Investors include b8ta and Graphene Ventures. 3DEN, founded in New York City, will open its first spaces on March 15 at the Hudson Yards complex of residential, office, and retail venues. While you can reserve amenities at the space, consumers don’t book time there. It will be purely a walk-in destination.

Earlier this month, Recharge, a mobile-first online booking service for reserving hotel rooms by the hour, said it was expanding its booking service to offer by-the-hour rentals of short-term spaces in private homes in San Francisco, New York City, and Los Angeles.

>>Bounce, which offers more than 100 locations in New York City, San Francisco, Chicago, Washington, D.C., Los Angeles, and Boston for travelers to store their bags, said that late last year it closed a $1.2 million round of seed funding.

Investors who participated in the round included Structured Capital managing partner Jillian Manus, Seabed Venture Capital, Rob Chesnut, and Michael Hyatt.

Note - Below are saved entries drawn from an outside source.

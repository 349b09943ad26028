//! Versioned JSON envelope with atomic writes

use std::fs;
use std::path::{Path, PathBuf};

use serde::de::DeserializeOwned;
use serde::{Deserialize, Serialize};

use crate::error::{Error, Result};

/// Current save format version
pub const FORMAT_VERSION: u32 = 1;

/// On-disk wrapper around any saved payload
#[derive(Debug, Clone, Serialize, Deserialize)]
pub struct Envelope<T> {
    pub version: u32,
    pub payload: T,
}

/// `<file>.bak` next to the save
pub fn backup_path(path: &Path) -> PathBuf {
    with_suffix(path, "bak")
}

fn tmp_path(path: &Path) -> PathBuf {
    with_suffix(path, "tmp")
}

fn with_suffix(path: &Path, suffix: &str) -> PathBuf {
    let mut name = path.as_os_str().to_owned();
    name.push(".");
    name.push(suffix);
    PathBuf::from(name)
}

/// Write `payload` to `path`: tmp file first, current save copied to the
/// backup, then tmp renamed over the save. The save is replaced in a single
/// rename, so some complete copy is on disk at every step.
pub fn save_json<T: Serialize>(path: &Path, payload: &T) -> Result<()> {
    if let Some(dir) = path.parent().filter(|d| !d.as_os_str().is_empty()) {
        fs::create_dir_all(dir)?;
    }

    let envelope = Envelope {
        version: FORMAT_VERSION,
        payload,
    };
    let json = serde_json::to_string_pretty(&envelope)?;

    let tmp = tmp_path(path);
    fs::write(&tmp, json)?;
    if path.exists() {
        fs::copy(path, backup_path(path))?;
    }
    fs::rename(&tmp, path)?;
    log::debug!("Saved {}", path.display());
    Ok(())
}

/// Read a payload saved by [`save_json`].
///
/// A missing file with no backup is `Ok(None)`. A missing or corrupt file
/// falls back to the backup; if that is unusable too the load fails.
pub fn load_json<T: DeserializeOwned>(path: &Path) -> Result<Option<T>> {
    if !path.exists() {
        let backup = backup_path(path);
        if !backup.exists() {
            return Ok(None);
        }
        log::warn!("{} is missing, loading its backup", path.display());
        return read_envelope(&backup).map(Some);
    }

    match read_envelope(path) {
        Ok(payload) => Ok(Some(payload)),
        Err(err @ Error::UnsupportedVersion { .. }) => Err(err),
        Err(err) => {
            log::warn!("Failed to read {}: {}", path.display(), err);
            let backup = backup_path(path);
            match read_envelope(&backup) {
                Ok(payload) => {
                    log::warn!("Recovered {} from backup", path.display());
                    Ok(Some(payload))
                }
                Err(_) => Err(Error::Corrupted {
                    path: path.to_path_buf(),
                }),
            }
        }
    }
}

fn read_envelope<T: DeserializeOwned>(path: &Path) -> Result<T> {
    let json = fs::read_to_string(path)?;
    let envelope: Envelope<serde_json::Value> = serde_json::from_str(&json)?;
    if envelope.version != FORMAT_VERSION {
        return Err(Error::UnsupportedVersion {
            path: path.to_path_buf(),
            found: envelope.version,
            expected: FORMAT_VERSION,
        });
    }
    Ok(serde_json::from_value(envelope.payload)?)
}
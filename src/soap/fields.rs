//! Null-tolerant field value parsing for SOAP XML text content.
//!
//! All parsers return `None` on failure rather than erroring, so a bad
//! value degrades to a missing field instead of killing the record.

use chrono::{DateTime, Utc};
use rust_decimal::prelude::ToPrimitive;
use rust_decimal::Decimal;
use std::str::FromStr;

/// Parses an integer by way of a decimal, truncating any fraction.
pub fn parse_long(text: &str) -> Option<i64> {
    parse_decimal(text).and_then(|d| d.trunc().to_i64())
}

/// Parses a decimal, accepting plain and scientific notation.
pub fn parse_decimal(text: &str) -> Option<Decimal> {
    let trimmed = text.trim();
    Decimal::from_str(trimmed)
        .ok()
        .or_else(|| Decimal::from_scientific(trimmed).ok())
}

/// Parses a datetime to epoch milliseconds.
///
/// Tries ISO-8601 first, then an epoch-millis numeric string. The value
/// stays as millis in the raw record and is only materialized as an
/// absolute timestamp at upsert time.
pub fn parse_xml_datetime(text: &str) -> Option<i64> {
    let trimmed = text.trim();
    if let Ok(dt) = DateTime::parse_from_rfc3339(trimmed) {
        return Some(dt.timestamp_millis());
    }
    trimmed.parse::<i64>().ok()
}

/// Materializes epoch milliseconds as a UTC timestamp.
pub fn millis_to_datetime(millis: i64) -> Option<DateTime<Utc>> {
    DateTime::from_timestamp_millis(millis)
}

/// Parses an ISO-8601 instant; used for the partial-market survey date.
pub fn parse_instant(text: &str) -> Option<DateTime<Utc>> {
    DateTime::parse_from_rfc3339(text.trim())
        .ok()
        .map(|dt| dt.with_timezone(&Utc))
}

#[cfg(test)]
mod tests {
    use super::*;

    #[test]
    fn long_parses_through_decimal() {
        assert_eq!(parse_long("42"), Some(42));
        assert_eq!(parse_long(" 42.9 "), Some(42));
        assert_eq!(parse_long("4.2E1"), Some(42));
        assert_eq!(parse_long("forty-two"), None);
    }

    #[test]
    fn decimal_tolerates_garbage() {
        assert_eq!(parse_decimal("1234.56"), Decimal::from_str("1234.56").ok());
        assert!(parse_decimal("").is_none());
        assert!(parse_decimal("N/A").is_none());
    }

    #[test]
    fn datetime_iso_then_epoch_fallback() {
        assert_eq!(
            parse_xml_datetime("1970-01-01T00:00:01Z"),
            Some(1000)
        );
        assert_eq!(parse_xml_datetime("1704153600000"), Some(1_704_153_600_000));
        assert_eq!(parse_xml_datetime("not a date"), None);
    }

    #[test]
    fn millis_roundtrip() {
        let dt = millis_to_datetime(1_704_153_600_000).unwrap();
        assert_eq!(dt.timestamp_millis(), 1_704_153_600_000);
    }

    #[test]
    fn instant_requires_full_iso() {
        assert!(parse_instant("2026-01-02T10:00:00Z").is_some());
        assert!(parse_instant("1704153600000").is_none());
    }
}
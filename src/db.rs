//! Database connection and pool management for the SIPSA ingestion service.
//!
//! Initializes a SeaORM connection pool with configurable parameters and
//! exponential-backoff retry on transient startup errors.

use anyhow::{Context, Result};
use sea_orm::{ConnectOptions, ConnectionTrait, Database, DatabaseConnection, Statement};
use std::time::Duration;
use tokio::time::sleep;
use tracing::{info, warn};

use crate::config::AppConfig;

/// Errors that can occur during database operations.
#[derive(Debug, thiserror::Error)]
pub enum DatabaseError {
    #[error("Failed to connect to database: {source}")]
    ConnectionFailed {
        #[from]
        source: sea_orm::DbErr,
    },
    #[error("Invalid database configuration: {message}")]
    InvalidConfiguration { message: String },
}

/// Initializes a database connection pool with the given configuration.
///
/// Transient connection errors are retried with exponential backoff; an
/// empty database URL fails immediately.
pub async fn init_pool(cfg: &AppConfig) -> Result<DatabaseConnection> {
    if cfg.database_url.is_empty() {
        return Err(DatabaseError::InvalidConfiguration {
            message: "Database URL cannot be empty".to_string(),
        }
        .into());
    }

    let mut opt = ConnectOptions::new(&cfg.database_url);
    opt.max_connections(cfg.db_max_connections)
        .acquire_timeout(Duration::from_millis(cfg.db_acquire_timeout_ms))
        .idle_timeout(Duration::from_secs(600))
        .max_lifetime(Duration::from_secs(1800))
        .sqlx_logging(false);

    let max_retries = 5;
    let mut retry_delay = Duration::from_millis(100);

    for attempt in 1..=max_retries {
        match Database::connect(opt.clone()).await {
            Ok(conn) => {
                info!(attempt, "Connected to database");
                return Ok(conn);
            }
            Err(e) => {
                if attempt == max_retries {
                    return Err(DatabaseError::ConnectionFailed { source: e }.into());
                }
                warn!(
                    attempt,
                    error = %e,
                    delay_ms = retry_delay.as_millis() as u64,
                    "Database connection attempt failed, retrying"
                );
                sleep(retry_delay).await;
                retry_delay *= 2;
            }
        }
    }

    unreachable!("retry loop returns or errors before exhaustion")
}

/// Health check for the database connection.
pub async fn health_check(db: &DatabaseConnection) -> Result<()> {
    let stmt = Statement::from_string(db.get_database_backend(), "SELECT 1".to_string());

    db.query_one(stmt)
        .await
        .context("Database health check failed")?;

    Ok(())
}

#[cfg(test)]
mod tests {
    use super::*;

    #[tokio::test]
    async fn empty_database_url_is_rejected() {
        let config = AppConfig {
            database_url: String::new(),
            ..Default::default()
        };

        let result = init_pool(&config).await;
        assert!(result.is_err());
        assert!(matches!(
            result.unwrap_err().downcast::<DatabaseError>(),
            Ok(DatabaseError::InvalidConfiguration { .. })
        ));
    }
}
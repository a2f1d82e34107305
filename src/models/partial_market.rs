//! PartialMarket entity model
//!
//! Municipality-level market rows from `promediosSipsaParcial`. The dedup
//! key is a SHA-256 over the business fields, including the raw survey-date
//! text exactly as it appeared on the wire.

use rust_decimal::Decimal;
use sea_orm::entity::prelude::*;

#[derive(Clone, Debug, PartialEq, DeriveEntityModel)]
#[sea_orm(table_name = "partial_markets")]
pub struct Model {
    #[sea_orm(primary_key)]
    pub id: i64,

    /// 64-char hex SHA-256 of the business key fields
    pub key_hash: String,

    pub muni_id: String,

    pub muni_nombre: Option<String>,

    pub dept_nombre: Option<String>,

    pub fuen_id: i64,

    pub fuen_nombre: Option<String>,

    pub futi_id: i64,

    pub id_arti_semana: i64,

    pub arti_nombre: Option<String>,

    pub grup_nombre: Option<String>,

    /// Survey date materialized from the raw text, when it parses
    pub enma_fecha: Option<DateTimeUtc>,

    pub promedio_kg: Option<Decimal>,

    pub maximo_kg: Option<Decimal>,

    pub minimo_kg: Option<Decimal>,

    pub last_updated: Option<DateTimeUtc>,

    pub ingestion_run_id: i64,
}

#[derive(Copy, Clone, Debug, EnumIter, DeriveRelation)]
pub enum Relation {}

impl ActiveModelBehavior for ActiveModel {}
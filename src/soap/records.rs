//! Raw record types produced by the SOAP pull parsers.
//!
//! Each record mirrors one `<return>` block of a SOAP method response.
//! Fields arrive keyed by lowercased element local names; anything
//! unrecognized is ignored. Date fields stay as epoch millis here and are
//! only turned into absolute timestamps when mapped to curated rows.

use rust_decimal::Decimal;

use super::fields::{parse_decimal, parse_long, parse_xml_datetime};

/// A record type assembled field-by-field from XML child elements.
pub trait SoapRecord: Default + Send {
    /// Applies one child element. `field` is the lowercased local name and
    /// `text` is trimmed, non-empty character content.
    fn assign(&mut self, field: &str, text: &str);
}

/// One `promediosSipsaCiudad` return block.
#[derive(Debug, Clone, Default)]
pub struct CityRecord {
    pub reg_id: Option<i64>,
    pub ciudad: Option<String>,
    pub cod_producto: Option<i64>,
    pub producto: Option<String>,
    pub fecha_captura: Option<i64>,
    pub fecha_creacion: Option<i64>,
    pub precio_promedio: Option<Decimal>,
    pub enviado: Option<Decimal>,
}

impl SoapRecord for CityRecord {
    fn assign(&mut self, field: &str, text: &str) {
        match field {
            "regid" => self.reg_id = parse_long(text),
            "ciudad" => self.ciudad = Some(text.to_string()),
            "codproducto" => self.cod_producto = parse_long(text),
            "producto" => self.producto = Some(text.to_string()),
            "fechacaptura" => self.fecha_captura = parse_xml_datetime(text),
            "fechacreacion" => self.fecha_creacion = parse_xml_datetime(text),
            "preciopromedio" => self.precio_promedio = parse_decimal(text),
            "enviado" => self.enviado = parse_decimal(text),
            _ => {}
        }
    }
}

/// One `promediosSipsaParcial` return block.
///
/// `enma_fecha` keeps the raw wire text; the dedup hash is computed over
/// that original text, while the curated column gets the parsed instant.
#[derive(Debug, Clone, Default)]
pub struct PartialRecord {
    pub muni_id: Option<String>,
    pub muni_nombre: Option<String>,
    pub dept_nombre: Option<String>,
    pub fuen_id: Option<i64>,
    pub fuen_nombre: Option<String>,
    pub futi_id: Option<i64>,
    pub id_arti_semana: Option<i64>,
    pub arti_nombre: Option<String>,
    pub grup_nombre: Option<String>,
    pub enma_fecha: Option<String>,
    pub promedio_kg: Option<Decimal>,
    pub maximo_kg: Option<Decimal>,
    pub minimo_kg: Option<Decimal>,
}

impl SoapRecord for PartialRecord {
    fn assign(&mut self, field: &str, text: &str) {
        match field {
            "muniid" => self.muni_id = Some(text.to_string()),
            "muninombre" => self.muni_nombre = Some(text.to_string()),
            "deptnombre" => self.dept_nombre = Some(text.to_string()),
            "fuenid" => self.fuen_id = parse_long(text),
            "fuennombre" => self.fuen_nombre = Some(text.to_string()),
            "futiid" => self.futi_id = parse_long(text),
            "idartisemana" => self.id_arti_semana = parse_long(text),
            "artinombre" => self.arti_nombre = Some(text.to_string()),
            "grupnombre" => self.grup_nombre = Some(text.to_string()),
            "enmafecha" => self.enma_fecha = Some(text.to_string()),
            "promediokg" => self.promedio_kg = parse_decimal(text),
            "maximokg" => self.maximo_kg = parse_decimal(text),
            "minimokg" => self.minimo_kg = parse_decimal(text),
            _ => {}
        }
    }
}

/// One `promediosSipsaSemanaMadr` return block.
#[derive(Debug, Clone, Default)]
pub struct WeeklyRecord {
    pub tmp_mayo_sem_id: Option<i64>,
    pub arti_id: Option<i64>,
    pub arti_nombre: Option<String>,
    pub fuen_id: Option<i64>,
    pub fuen_nombre: Option<String>,
    pub futi_id: Option<i64>,
    pub fecha_ini: Option<i64>,
    pub fecha_creacion: Option<i64>,
    pub minimo_kg: Option<Decimal>,
    pub maximo_kg: Option<Decimal>,
    pub promedio_kg: Option<Decimal>,
    pub enviado: Option<Decimal>,
}

impl SoapRecord for WeeklyRecord {
    fn assign(&mut self, field: &str, text: &str) {
        match field {
            "tmpmayosemid" => self.tmp_mayo_sem_id = parse_long(text),
            "artiid" => self.arti_id = parse_long(text),
            "artinombre" => self.arti_nombre = Some(text.to_string()),
            "fuenid" => self.fuen_id = parse_long(text),
            "fuennombre" => self.fuen_nombre = Some(text.to_string()),
            "futiid" => self.futi_id = parse_long(text),
            "fechaini" => self.fecha_ini = parse_xml_datetime(text),
            "fechacreacion" => self.fecha_creacion = parse_xml_datetime(text),
            "minimokg" => self.minimo_kg = parse_decimal(text),
            "maximokg" => self.maximo_kg = parse_decimal(text),
            "promediokg" => self.promedio_kg = parse_decimal(text),
            "enviado" => self.enviado = parse_decimal(text),
            _ => {}
        }
    }
}

/// One `promediosSipsaMesMadr` return block.
#[derive(Debug, Clone, Default)]
pub struct MonthlyRecord {
    pub tmp_mayo_mes_id: Option<i64>,
    pub arti_id: Option<i64>,
    pub arti_nombre: Option<String>,
    pub fuen_id: Option<i64>,
    pub fuen_nombre: Option<String>,
    pub futi_id: Option<i64>,
    pub fecha_mes_ini: Option<i64>,
    pub fecha_creacion: Option<i64>,
    pub minimo_kg: Option<Decimal>,
    pub maximo_kg: Option<Decimal>,
    pub promedio_kg: Option<Decimal>,
    pub enviado: Option<Decimal>,
}

impl SoapRecord for MonthlyRecord {
    fn assign(&mut self, field: &str, text: &str) {
        match field {
            "tmpmayomesid" => self.tmp_mayo_mes_id = parse_long(text),
            "artiid" => self.arti_id = parse_long(text),
            "artinombre" => self.arti_nombre = Some(text.to_string()),
            "fuenid" => self.fuen_id = parse_long(text),
            "fuennombre" => self.fuen_nombre = Some(text.to_string()),
            "futiid" => self.futi_id = parse_long(text),
            "fechamesini" => self.fecha_mes_ini = parse_xml_datetime(text),
            "fechacreacion" => self.fecha_creacion = parse_xml_datetime(text),
            "minimokg" => self.minimo_kg = parse_decimal(text),
            "maximokg" => self.maximo_kg = parse_decimal(text),
            "promediokg" => self.promedio_kg = parse_decimal(text),
            "enviado" => self.enviado = parse_decimal(text),
            _ => {}
        }
    }
}

/// One `promedioAbasSipsaMesMadr` return block.
#[derive(Debug, Clone, Default)]
pub struct SupplyRecord {
    pub tmp_abas_mes_id: Option<i64>,
    pub arti_id: Option<i64>,
    pub arti_nombre: Option<String>,
    pub fuen_id: Option<i64>,
    pub fuen_nombre: Option<String>,
    pub futi_id: Option<i64>,
    pub fecha_mes: Option<i64>,
    pub fecha_creacion: Option<i64>,
    pub cantidad_ton: Option<Decimal>,
    pub enviado: Option<Decimal>,
}

impl SoapRecord for SupplyRecord {
    fn assign(&mut self, field: &str, text: &str) {
        match field {
            "tmpabasmesid" => self.tmp_abas_mes_id = parse_long(text),
            "artiid" => self.arti_id = parse_long(text),
            "artinombre" => self.arti_nombre = Some(text.to_string()),
            "fuenid" => self.fuen_id = parse_long(text),
            "fuennombre" => self.fuen_nombre = Some(text.to_string()),
            "futiid" => self.futi_id = parse_long(text),
            "fechamesini" => self.fecha_mes = parse_xml_datetime(text),
            "fechacreacion" => self.fecha_creacion = parse_xml_datetime(text),
            "cantidadton" => self.cantidad_ton = parse_decimal(text),
            "enviado" => self.enviado = parse_decimal(text),
            _ => {}
        }
    }
}

#[cfg(test)]
mod tests {
    use super::*;

    #[test]
    fn unknown_fields_are_ignored() {
        let mut record = CityRecord::default();
        record.assign("regid", "7");
        record.assign("somethingelse", "whatever");
        assert_eq!(record.reg_id, Some(7));
    }

    #[test]
    fn bad_numeric_text_leaves_field_null() {
        let mut record = WeeklyRecord::default();
        record.assign("artiid", "not-a-number");
        assert!(record.arti_id.is_none());
    }

    #[test]
    fn partial_keeps_raw_survey_date_text() {
        let mut record = PartialRecord::default();
        record.assign("enmafecha", "2026-01-02T00:00:00Z");
        assert_eq!(record.enma_fecha.as_deref(), Some("2026-01-02T00:00:00Z"));
    }
}
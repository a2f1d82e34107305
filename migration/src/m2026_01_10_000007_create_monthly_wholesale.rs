//! Migration to create the monthly_wholesale curated table.

use sea_orm_migration::prelude::*;

#[derive(DeriveMigrationName)]
pub struct Migration;

#[async_trait::async_trait]
impl MigrationTrait for Migration {
    async fn up(&self, manager: &SchemaManager) -> Result<(), DbErr> {
        manager
            .create_table(
                Table::create()
                    .table(MonthlyWholesale::Table)
                    .if_not_exists()
                    .col(
                        ColumnDef::new(MonthlyWholesale::Id)
                            .big_integer()
                            .not_null()
                            .auto_increment()
                            .primary_key(),
                    )
                    .col(ColumnDef::new(MonthlyWholesale::TmpMayoMesId).big_integer().null())
                    .col(ColumnDef::new(MonthlyWholesale::ArtiId).big_integer().not_null())
                    .col(ColumnDef::new(MonthlyWholesale::ArtiNombre).text().null())
                    .col(ColumnDef::new(MonthlyWholesale::FuenId).big_integer().not_null())
                    .col(ColumnDef::new(MonthlyWholesale::FuenNombre).text().null())
                    .col(ColumnDef::new(MonthlyWholesale::FutiId).big_integer().null())
                    .col(
                        ColumnDef::new(MonthlyWholesale::FechaMesIni)
                            .timestamp_with_time_zone()
                            .not_null(),
                    )
                    .col(
                        ColumnDef::new(MonthlyWholesale::FechaCreacion)
                            .timestamp_with_time_zone()
                            .null(),
                    )
                    .col(
                        ColumnDef::new(MonthlyWholesale::MinimoKg)
                            .decimal_len(19, 2)
                            .null(),
                    )
                    .col(
                        ColumnDef::new(MonthlyWholesale::MaximoKg)
                            .decimal_len(19, 2)
                            .null(),
                    )
                    .col(
                        ColumnDef::new(MonthlyWholesale::PromedioKg)
                            .decimal_len(19, 2)
                            .null(),
                    )
                    .col(
                        ColumnDef::new(MonthlyWholesale::Enviado)
                            .decimal_len(19, 2)
                            .null(),
                    )
                    .col(
                        ColumnDef::new(MonthlyWholesale::LastUpdated)
                            .timestamp_with_time_zone()
                            .null(),
                    )
                    .col(
                        ColumnDef::new(MonthlyWholesale::IngestionRunId)
                            .big_integer()
                            .not_null(),
                    )
                    .to_owned(),
            )
            .await?;

        manager
            .create_index(
                Index::create()
                    .name("ux_monthly_tmp")
                    .table(MonthlyWholesale::Table)
                    .col(MonthlyWholesale::TmpMayoMesId)
                    .unique()
                    .to_owned(),
            )
            .await?;

        manager
            .create_index(
                Index::create()
                    .name("ux_monthly_fallback")
                    .table(MonthlyWholesale::Table)
                    .col(MonthlyWholesale::ArtiId)
                    .col(MonthlyWholesale::FuenId)
                    .col(MonthlyWholesale::FechaMesIni)
                    .unique()
                    .to_owned(),
            )
            .await?;

        manager
            .create_index(
                Index::create()
                    .name("idx_monthly_fecha_mes_ini")
                    .table(MonthlyWholesale::Table)
                    .col(MonthlyWholesale::FechaMesIni)
                    .to_owned(),
            )
            .await?;

        manager
            .create_index(
                Index::create()
                    .name("idx_monthly_run_id")
                    .table(MonthlyWholesale::Table)
                    .col(MonthlyWholesale::IngestionRunId)
                    .to_owned(),
            )
            .await?;

        Ok(())
    }

    async fn down(&self, manager: &SchemaManager) -> Result<(), DbErr> {
        manager
            .drop_index(Index::drop().name("idx_monthly_run_id").to_owned())
            .await?;
        manager
            .drop_index(Index::drop().name("idx_monthly_fecha_mes_ini").to_owned())
            .await?;
        manager
            .drop_index(Index::drop().name("ux_monthly_fallback").to_owned())
            .await?;
        manager
            .drop_index(Index::drop().name("ux_monthly_tmp").to_owned())
            .await?;
        manager
            .drop_table(Table::drop().table(MonthlyWholesale::Table).to_owned())
            .await
    }
}

#[derive(DeriveIden)]
enum MonthlyWholesale {
    Table,
    Id,
    TmpMayoMesId,
    ArtiId,
    ArtiNombre,
    FuenId,
    FuenNombre,
    FutiId,
    FechaMesIni,
    FechaCreacion,
    MinimoKg,
    MaximoKg,
    PromedioKg,
    Enviado,
    LastUpdated,
    IngestionRunId,
}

The San Francisco-based startup faces competition. Earlier this month, LuggageHero, an international network of rentable storage spaces for traveler’s bags, said it had raised $1.45 million in funding. Other players with similar or overlapping services include Lugless and Vertoe.

Skift Cheat Sheet:
We define a startup as a company formed to test and build a repeatable and scalable business model. Few companies meet that definition. The rare ones that do often attract venture capital. Their funding rounds come in waves.
Seed capital is money used to start a business, often led by angel investors and friends or family.
Series A financing is typically drawn from venture capitalists. The round aims to help a startup’s founders make sure that their product is something that customers truly want to buy.
Series B financing is mainly about venture capitalist firms helping a company grow faster, or scale up. These fundraising rounds can assist with recruiting skilled workers and developing cost-effective marketing.
Series C financing is ordinarily about helping a company expand, such as through acquisitions. In addition to VCs, hedge funds, investment banks, and private equity firms often participate.
Series D, E and beyond These mainly mature businesses and the funding round may help a company prepare to go public or be acquired. A variety of types of private investors might participate.
Check out our previous startup funding roundups, here.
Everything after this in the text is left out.